ROCPRIM_DEVICE ROCPRIM_INLINE void block_store_direct_warp_striped (unsigned int flat_id, OutputIterator block_output, T(&items)[ItemsPerThread], unsigned int valid)
 Stores a warp-striped arrangement of items from across the thread block into a blocked arrangement on continuous memory, which is guarded by range valid. More...
 

Detailed Description

Enumeration Type Documentation

◆ block_histogram_algorithm

Available algorithms for block_histogram primitive.

Enumerator
using_atomic 

Atomic addition is used to update bin count directly.

Performance Notes:
  • Performance is dependent on hardware implementation of atomic addition.
  • Performance may decrease for non-uniform random input distributions where many concurrent updates may be made to the same bin counter.
using_sort 

A two-phase operation is used:-.

  • Data is sorted using radix-sort.
  • "Runs" of same-valued keys are detected using discontinuity; run-lengths are bin counts.
    Performance Notes:
  • Performance is consistent regardless of sample bin distribution.
default_algorithm 

Default block_histogram algorithm.

◆ block_load_method

enum block_load_method
strong

block_load_method enumerates the methods available to load data from continuous memory into a blocked arrangement of items across the thread block

Enumerator
block_load_direct 

Data from continuous memory is loaded into a blocked arrangement of items.

Performance Notes:
  • Performance decreases with increasing number of items per thread (stride between reads), because of reduced memory coalescing.
block_load_striped 

A striped arrangement of data is read directly from memory.

block_load_vectorize 

Data from continuous memory is loaded into a blocked arrangement of items using vectorization as an optimization.

Performance Notes:
  • Performance remains high due to increased memory coalescing, provided that vectorization requirements are fulfilled. Otherwise, performance will default to block_load_direct.
Requirements:
  • The input offset (block_input) must be quad-item aligned.
  • The following conditions will prevent vectorization and switch to default block_load_direct:
    • ItemsPerThread is odd.
    • The datatype T is not a primitive or a HIP vector type (e.g. int2, int4, etc.
block_load_transpose 

A striped arrangement of data from continuous memory is locally transposed into a blocked arrangement of items.

Performance Notes:
  • Performance remains high due to increased memory coalescing, regardless of the number of items per thread.
  • Performance may be better compared to block_load_direct and block_load_vectorize due to reordering on local memory.
block_load_warp_transpose 

A warp-striped arrangement of data from continuous memory is locally transposed into a blocked arrangement of items.

Requirements:
  • The number of threads in the block must be a multiple of the size of hardware warp.
Performance Notes:
  • Performance remains high due to increased memory coalescing, regardless of the number of items per thread.
  • Performance may be better compared to block_load_direct and block_load_vectorize due to reordering on local memory.
default_method 

Defaults to block_load_direct.

◆ block_radix_rank_algorithm

Available algorithms for the block_radix_rank primitive.

Enumerator
basic 

The basic block radix rank algorithm. Keys and ranks are assumed in blocked order.

basic_memoize 

The basic block radix rank algorithm, configured to memoize intermediate values.

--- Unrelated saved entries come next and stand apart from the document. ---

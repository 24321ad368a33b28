use super::Vec3;

/// Earth-centered, Earth-fixed Cartesian coordinates (meters).
#[derive(Debug, Copy, Clone, PartialEq)]
pub struct Ecef {
    pub x: f64,
    pub y: f64,
    pub z: f64,
}

impl Ecef {
    pub fn new(x: f64, y: f64, z: f64) -> Self {
        Self { x, y, z }
    }

    pub fn as_vec3(self) -> Vec3 {
        Vec3::new(self.x, self.y, self.z)
    }
}

impl From<Vec3> for Ecef {
    fn from(v: Vec3) -> Self {
        Self::new(v.x, v.y, v.z)
    }
}
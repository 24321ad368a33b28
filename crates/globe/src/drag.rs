//! Pointer-drag orbiting. The ground under the pointer follows it while the
//! camera keeps its height and stays north-up.

use foundation::geo::LonLat;
use foundation::math::{Geodetic, Vec2, WGS84_A};
use scene::camera::Camera;

/// Pointer travel below this still counts as a click.
pub const CLICK_SLOP_PX: f64 = 3.0;
/// The camera target never gets closer to a pole than this.
pub const MAX_TARGET_LAT: f64 = 85.0;

#[derive(Debug, Copy, Clone, PartialEq)]
struct Grab {
    start_px: Vec2,
    start_target: LonLat,
    moved: bool,
}

#[derive(Debug, Clone, Default, PartialEq)]
pub struct CameraDrag {
    grab: Option<Grab>,
}

impl CameraDrag {
    pub fn new() -> Self {
        Self::default()
    }

    pub fn is_dragging(&self) -> bool {
        self.grab.is_some()
    }

    pub fn on_pointer_down(&mut self, pos_px: Vec2, camera: &Camera) {
        if !pos_px.is_finite() {
            return;
        }
        self.grab = Some(Grab {
            start_px: pos_px,
            start_target: LonLat::from_geodetic(camera.position_geodetic()),
            moved: false,
        });
    }

    /// Returns `true` if the camera moved.
    pub fn on_pointer_move(&mut self, pos_px: Vec2, camera: &mut Camera) -> bool {
        let Some(grab) = self.grab.as_mut() else {
            return false;
        };
        if !pos_px.is_finite() {
            return false;
        }
        let delta = pos_px - grab.start_px;
        if !grab.moved && delta.x.hypot(delta.y) < CLICK_SLOP_PX {
            return false;
        }
        grab.moved = true;

        let start = grab.start_target;
        let step = degrees_per_pixel(camera);
        let lat = (start.lat + delta.y * step).clamp(-MAX_TARGET_LAT, MAX_TARGET_LAT);
        let cos_lat = start.lat.to_radians().cos().max(0.1);
        let lon = wrap_lon(start.lon - delta.x * step / cos_lat);
        let height = camera.height();
        camera.set_view(Geodetic::from_degrees(lon, lat, height));
        true
    }

    /// Ends the drag. Returns `true` when the pointer travelled far enough
    /// that the release must not count as a click.
    pub fn on_pointer_up(&mut self) -> bool {
        self.grab.take().is_some_and(|g| g.moved)
    }
}

/// Ground degrees covered by one pixel at the centre of the view.
pub fn degrees_per_pixel(camera: &Camera) -> f64 {
    let metres =
        2.0 * camera.height().max(0.0) * (0.5 * camera.fov_y_rad).tan() / camera.viewport().y;
    (metres / WGS84_A).to_degrees()
}

fn wrap_lon(lon: f64) -> f64 {
    (lon + 180.0).rem_euclid(360.0) - 180.0
}

#[cfg(test)]
mod tests {
    use super::{CameraDrag, MAX_TARGET_LAT};
    use foundation::math::{Geodetic, Vec2, geodetic_to_ecef};
    use scene::camera::Camera;

    fn camera() -> Camera {
        let mut camera = Camera::new(800.0, 600.0);
        camera.set_view(Geodetic::from_degrees(126.43916, 37.4625, 2_000_000.0));
        camera
    }

    fn home_ground() -> foundation::math::Vec3 {
        geodetic_to_ecef(Geodetic::from_degrees(126.43916, 37.4625, 0.0)).as_vec3()
    }

    #[test]
    fn ground_follows_the_pointer() {
        let mut camera = camera();
        let mut drag = CameraDrag::new();
        drag.on_pointer_down(Vec2::new(400.0, 300.0), &camera);
        assert!(drag.on_pointer_move(Vec2::new(500.0, 300.0), &mut camera));
        let px = camera.world_to_window(home_ground()).expect("visible");
        assert!((px.x - 500.0).abs() < 2.0, "{px:?}");
        assert!((px.y - 300.0).abs() < 2.0, "{px:?}");

        assert!(drag.on_pointer_move(Vec2::new(400.0, 380.0), &mut camera));
        let px = camera.world_to_window(home_ground()).expect("visible");
        assert!((px.x - 400.0).abs() < 2.0, "{px:?}");
        assert!((px.y - 380.0).abs() < 2.0, "{px:?}");
        assert!((camera.height() - 2_000_000.0).abs() < 1e-3);

        assert!(drag.on_pointer_up());
        assert!(!drag.is_dragging());
    }

    #[test]
    fn jitter_is_still_a_click() {
        let mut camera = camera();
        let before = camera;
        let mut drag = CameraDrag::new();
        drag.on_pointer_down(Vec2::new(400.0, 300.0), &camera);
        assert!(!drag.on_pointer_move(Vec2::new(401.0, 301.0), &mut camera));
        assert_eq!(camera, before);
        assert!(!drag.on_pointer_up());
    }

    #[test]
    fn moves_without_a_press_are_ignored() {
        let mut camera = camera();
        let before = camera;
        let mut drag = CameraDrag::new();
        assert!(!drag.on_pointer_move(Vec2::new(10.0, 10.0), &mut camera));
        assert_eq!(camera, before);
        assert!(!drag.on_pointer_up());
    }

    #[test]
    fn target_stays_off_the_poles_and_wraps_longitude() {
        let mut camera = camera();
        let mut drag = CameraDrag::new();
        drag.on_pointer_down(Vec2::new(400.0, 300.0), &camera);
        drag.on_pointer_move(Vec2::new(-40_000.0, 90_000.0), &mut camera);
        let geo = camera.position_geodetic();
        assert!((geo.lat_deg() - MAX_TARGET_LAT).abs() < 1e-6);
        assert!((-180.0..=180.0).contains(&geo.lon_deg()));
    }
}
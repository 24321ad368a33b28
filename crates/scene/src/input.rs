use std::collections::BTreeMap;

use foundation::math::Vec2;

use crate::viewer::Scene;

#[derive(Debug, Copy, Clone, PartialEq, Eq, PartialOrd, Ord, Hash)]
pub enum ScreenSpaceEventType {
    LeftClick,
    LeftDoubleClick,
    RightClick,
    MouseMove,
    Wheel,
}

/// Callback for one screen-space gesture. Receives the scene as it is when the
/// gesture is dispatched and the window position in pixels.
pub type InputAction = Box<dyn FnMut(&Scene, Vec2)>;

/// At most one action per event type; setting a new one replaces the old.
#[derive(Default)]
pub struct ScreenSpaceEventHandler {
    actions: BTreeMap<ScreenSpaceEventType, InputAction>,
}

impl std::fmt::Debug for ScreenSpaceEventHandler {
    fn fmt(&self, f: &mut std::fmt::Formatter<'_>) -> std::fmt::Result {
        f.debug_struct("ScreenSpaceEventHandler")
            .field("actions", &self.actions.keys().collect::<Vec<_>>())
            .finish()
    }
}

impl ScreenSpaceEventHandler {
    pub fn new() -> Self {
        Self::default()
    }

    pub fn set_input_action(
        &mut self,
        kind: ScreenSpaceEventType,
        action: impl FnMut(&Scene, Vec2) + 'static,
    ) {
        self.actions.insert(kind, Box::new(action));
    }

    /// Returns `true` if an action was registered.
    pub fn remove_input_action(&mut self, kind: ScreenSpaceEventType) -> bool {
        self.actions.remove(&kind).is_some()
    }

    pub fn has_input_action(&self, kind: ScreenSpaceEventType) -> bool {
        self.actions.contains_key(&kind)
    }

    /// Runs the registered action, if any. Returns whether one ran.
    pub fn dispatch(&mut self, kind: ScreenSpaceEventType, scene: &Scene, position: Vec2) -> bool {
        match self.actions.get_mut(&kind) {
            Some(action) => {
                action(scene, position);
                true
            }
            None => false,
        }
    }

    pub fn clear(&mut self) {
        self.actions.clear();
    }
}

#[cfg(test)]
mod tests {
    use super::{ScreenSpaceEventHandler, ScreenSpaceEventType};
    use crate::viewer::Scene;
    use foundation::math::Vec2;
    use std::cell::Cell;
    use std::rc::Rc;

    #[test]
    fn replacing_an_action_drops_the_old_one() {
        let scene = Scene::new(800.0, 600.0);
        let hits = Rc::new(Cell::new(0));
        let mut handler = ScreenSpaceEventHandler::new();

        let h = Rc::clone(&hits);
        handler.set_input_action(ScreenSpaceEventType::LeftClick, move |_, _| h.set(h.get() + 1));
        let h = Rc::clone(&hits);
        handler.set_input_action(ScreenSpaceEventType::LeftClick, move |_, _| h.set(h.get() + 10));

        assert!(handler.dispatch(ScreenSpaceEventType::LeftClick, &scene, Vec2::new(1.0, 1.0)));
        assert_eq!(hits.get(), 10);
        assert!(!handler.dispatch(ScreenSpaceEventType::RightClick, &scene, Vec2::new(1.0, 1.0)));

        assert!(handler.remove_input_action(ScreenSpaceEventType::LeftClick));
        assert!(!handler.has_input_action(ScreenSpaceEventType::LeftClick));
        assert!(!handler.remove_input_action(ScreenSpaceEventType::LeftClick));
    }
}
use scene::imagery::ImageryProvider;
use scene::tiling::{Rectangle, TileCoord, TilingScheme};

/// Replacement for a `{name}` placeholder beyond the built-in `{z}`, `{x}`, `{y}`.
pub type CustomTag = fn(TileCoord) -> String;

/// Imagery from a `{z}/{x}/{y}` style URL template.
#[derive(Debug, Clone)]
pub struct UrlTemplateImageryProvider {
    pub template: String,
    pub custom_tags: Vec<(&'static str, CustomTag)>,
    pub tiling_scheme: TilingScheme,
    pub rectangle: Rectangle,
    pub minimum_level: u8,
    pub maximum_level: Option<u8>,
    pub credit: Option<String>,
}

impl UrlTemplateImageryProvider {
    pub fn new(template: impl Into<String>) -> Self {
        Self {
            template: template.into(),
            custom_tags: Vec::new(),
            tiling_scheme: TilingScheme::WebMercator,
            rectangle: Rectangle::MAX,
            minimum_level: 0,
            maximum_level: None,
            credit: None,
        }
    }

    pub fn with_custom_tag(mut self, name: &'static str, tag: CustomTag) -> Self {
        self.custom_tags.push((name, tag));
        self
    }
}

impl ImageryProvider for UrlTemplateImageryProvider {
    fn tile_url(&self, tile: TileCoord) -> String {
        let mut url = self.template.clone();
        for (name, tag) in &self.custom_tags {
            url = url.replace(&format!("{{{name}}}"), &tag(tile));
        }
        url.replace("{z}", &tile.z.to_string())
            .replace("{x}", &tile.x.to_string())
            .replace("{y}", &tile.y.to_string())
    }

    fn tiling_scheme(&self) -> TilingScheme {
        self.tiling_scheme
    }

    fn rectangle(&self) -> Rectangle {
        self.rectangle
    }

    fn minimum_level(&self) -> u8 {
        self.minimum_level
    }

    fn maximum_level(&self) -> Option<u8> {
        self.maximum_level
    }
}

pub const BASE_MAP_TEMPLATE: &str = "/geo-proxy/tile/DL_USR3857/{customZ}/{x}/{y}";
pub const BASE_MAP_MIN_LEVEL: u8 = 5;
pub const BASE_MAP_MAX_LEVEL: u8 = 16;
pub const BASE_MAP_CREDIT: &str = "khoa";
/// Coverage of the coastal base map around the Korean peninsula.
pub const BASE_MAP_RECTANGLE: Rectangle = Rectangle::from_degrees(120.0, 30.0, 138.0, 45.0);

/// Level directory, e.g. `L07`.
fn padded_level(tile: TileCoord) -> String {
    format!("L{:02}", tile.z)
}

/// The national coastal base map, served through the same proxy as WMS.
pub fn base_map_provider() -> UrlTemplateImageryProvider {
    UrlTemplateImageryProvider {
        tiling_scheme: TilingScheme::WebMercator,
        rectangle: BASE_MAP_RECTANGLE,
        minimum_level: BASE_MAP_MIN_LEVEL,
        maximum_level: Some(BASE_MAP_MAX_LEVEL),
        credit: Some(BASE_MAP_CREDIT.to_owned()),
        ..UrlTemplateImageryProvider::new(BASE_MAP_TEMPLATE)
    }
    .with_custom_tag("customZ", padded_level)
}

This trades register usage for less shared memory operations. Keys and ranks are assumed in blocked order.

match 

Warp-based radix ranking algorithm. Keys and ranks are assumed in warp-striped order for this algorithm.

default_algorithm 

The default radix ranking algorithm.

◆ block_reduce_algorithm

Available algorithms for block_reduce primitive.

Enumerator
using_warp_reduce 

A warp_reduce based algorithm.

raking_reduce 

An algorithm which limits calculations to a single hardware warp.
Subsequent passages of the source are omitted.